Merah, ou l’un de ses proches, aurait eu le temps d’envoyer, au siège parisien d’Al-Jazira, ce montage de 25 minutes sur les tueries de Montauban et de Toulouse. La chaîne TV qatarie aurait remis la clé USB à la police judiciaire française. Selon Al-Jazira, la vidéo est accompagnée de musique et de versets du Coran [2]. Une autre clef USB, contenant le même montage, aurait été retrouvée sur le cadavre. En fouillant les ordinateurs de la famille, les enquêteurs n’ont pas trouvé trace d’images envoyées sur internet [3]. L’enquête n’a pas révélé pourquoi Merah et ses « complices présumés » n’ont pas immédiatement diffusé ces images sur le net, au lieu de les stocker sur sur des clefs et ainsi de s’en remettre au bon vouloir des médias afin d’en assurer la diffusion. Ici aussi, l’identité produite par l’image se substitue à la différenciation du langage. Elle repose sur une référence identitaire entre un tueur islamiste et une chaîne de télévision arabe.
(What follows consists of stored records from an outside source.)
pub use super::exchange_rate_alerts::Entity as ExchangeRateAlerts;
pub use super::exchange_rate_snapshots::Entity as ExchangeRateSnapshots;
pub use super::exchange_rates::Entity as ExchangeRates;
pub use super::orders::Entity as Orders;
pub use super::pago_movil_verifications::Entity as PagoMovilVerifications;
use axum::{
    extract::{Path, Query, State},
    http::StatusCode,
    Json,
};

use crate::error::{Error, ErrorResponse};
use crate::models::alert::{AcknowledgeRequest, AlertListResponse, AlertResponse, AlertsQuery};
use crate::AppState;

type ApiError = (StatusCode, Json<ErrorResponse>);

/// GET /api/exchange-rate/alerts (privileged)
pub async fn list_alerts(
    State(state): State<AppState>,
    Query(query): Query<AlertsQuery>,
) -> Result<Json<AlertListResponse>, ApiError> {
    let alerts = state
        .alerts
        .list(query.acknowledged)
        .await
        .map_err(Error::into_response_parts)?;

    Ok(Json(AlertListResponse {
        alerts: alerts.into_iter().map(AlertResponse::from).collect(),
    }))
}

/// POST /api/exchange-rate/alerts/{id}/acknowledge (privileged)
pub async fn acknowledge_alert(
    State(state): State<AppState>,
    Path(alert_id): Path<i32>,
    Json(payload): Json<AcknowledgeRequest>,
) -> Result<Json<AlertResponse>, ApiError> {
    let alert = state
        .alerts
        .acknowledge(alert_id, payload.actor.as_deref().unwrap_or("staff"))
        .await
        .map_err(Error::into_response_parts)?;
    Ok(Json(AlertResponse::from(alert)))
}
Suspendre la matérialité des faits afin de jouir de l’image
Cette caméra, « dont il était sanglé », aurait permis au tueur d’enregistrer « des scènes extrêmement explicites ». Ces éléments ne peuvent être vus. Ils ne sont même pas décrits, ni commentés. Ils ne sont pas traduits en mots permettant de les saisir. La preuve réside dans le marquage de la lettre, celle des termes « extrêmement explicites ». Cela ne donne aucune information, mais constitue une certification de la culpabilité de Merah. La certitude exprimée contraste avec les quelques éléments factuels dont on dispose. Fin mars, la radio RMC, qui avait obtenu un descriptif de la vidéo, n’a jamais fait allusion à une quelconque apparition de Merah dans les images. De plus, elle avait précisé que les mains de l’individu, posées sur le guidon du scooter, étaient gantées. Quant à sa voix, elle serait juste audible. Zied Tarrouche, responsable du bureau parisien d’Al Jazeera, avait indiqué à BFM TV que les voix avaient subi une ’déformation’ au cours du montage. [4] Le caractère « extrêmement explicite » des preuves semble ne résider que dans l’assurance de l’énonciation.
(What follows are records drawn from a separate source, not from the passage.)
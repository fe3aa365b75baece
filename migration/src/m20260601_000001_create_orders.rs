use sea_orm_migration::prelude::*;

#[derive(DeriveMigrationName)]
pub struct Migration;

#[async_trait::async_trait]
impl MigrationTrait for Migration {
    async fn up(&self, manager: &SchemaManager) -> Result<(), DbErr> {
        manager
            .create_table(
                Table::create()
                    .table(Orders::Table)
                    .if_not_exists()
                    .col(
                        ColumnDef::new(Orders::Id)
                            .integer()
                            .not_null()
                            .auto_increment()
                            .primary_key(),
                    )
                    .col(
                        ColumnDef::new(Orders::OrderNumber)
                            .string_len(32)
                            .not_null()
                            .unique_key(),
                    )
                    .col(
                        ColumnDef::new(Orders::TotalAmount)
                            .decimal_len(15, 2)
                            .not_null(),
                    )
                    .col(
                        ColumnDef::new(Orders::Status)
                            .string_len(20)
                            .not_null()
                            .default("pending"),
                    )
                    .col(
                        ColumnDef::new(Orders::PaymentStatus)
                            .string_len(20)
                            .not_null()
                            .default("pending"),
                    )
                    .col(
                        ColumnDef::new(Orders::CreatedAt)
                            .timestamp_with_time_zone()
                            .not_null()
                            .default(SimpleExpr::Keyword(Keyword::CurrentTimestamp)),
                    )
                    .to_owned(),
            )
            .await
    }

    async fn down(&self, manager: &SchemaManager) -> Result<(), DbErr> {
        manager
            .drop_table(Table::drop().table(Orders::Table).to_owned())
            .await
    }
}

#[derive(Iden)]
enum Orders {
    Table,
    Id,
    OrderNumber,
    TotalAmount,
    Status,
    PaymentStatus,
    CreatedAt,
}
pub use sea_orm_migration::prelude::*;

mod m20260601_000001_create_orders;
mod m20260601_000002_create_exchange_rates;
mod m20260601_000003_create_exchange_rate_alerts;
mod m20260601_000004_create_exchange_rate_snapshots;
mod m20260601_000005_create_pago_movil_verifications;

pub struct Migrator;

#[async_trait::async_trait]
impl MigratorTrait for Migrator {
    fn migrations() -> Vec<Box<dyn MigrationTrait>> {
        vec![
            Box::new(m20260601_000001_create_orders::Migration),
            Box::new(m20260601_000002_create_exchange_rates::Migration),
            Box::new(m20260601_000003_create_exchange_rate_alerts::Migration),
            Box::new(m20260601_000004_create_exchange_rate_snapshots::Migration),
            Box::new(m20260601_000005_create_pago_movil_verifications::Migration),
        ]
    }
}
Ces éléments, qui annulent la présentation d’éléments matériels de preuve, n’ont pas empêché le journaliste Mohamed Sifaoui de prétendre le 13 juin, dans l’émission C dans l’air de France 5, [5] avoir reconnu Mohammed Merah dans la vidéo, bien qu’il ne précise pas comment il aurait eu accès à celle-ci. Cette affirmation a été appuyée par Jean-Marie Pontault, co-auteur avec Eric Pelletier d’un « livre enquête » sur l’affaire. Cependant, la chaine Al Jazeera, récipiendaire de la vidéo, avait affirmé, dans un communiqué daté du 27 mars, [6]que le visage de Merah n’y apparaissait pas. Le rhétorique de Mohammed Sifaoui repose sur la croyance qui identifie le mot et la chose. Pour lui, ces preuves sont d’autant plus évidentes qu’il a prononcé le mot à plusieurs reprises. Merah est visible dans la vidéo puisqu’il affirme l’avoir vu.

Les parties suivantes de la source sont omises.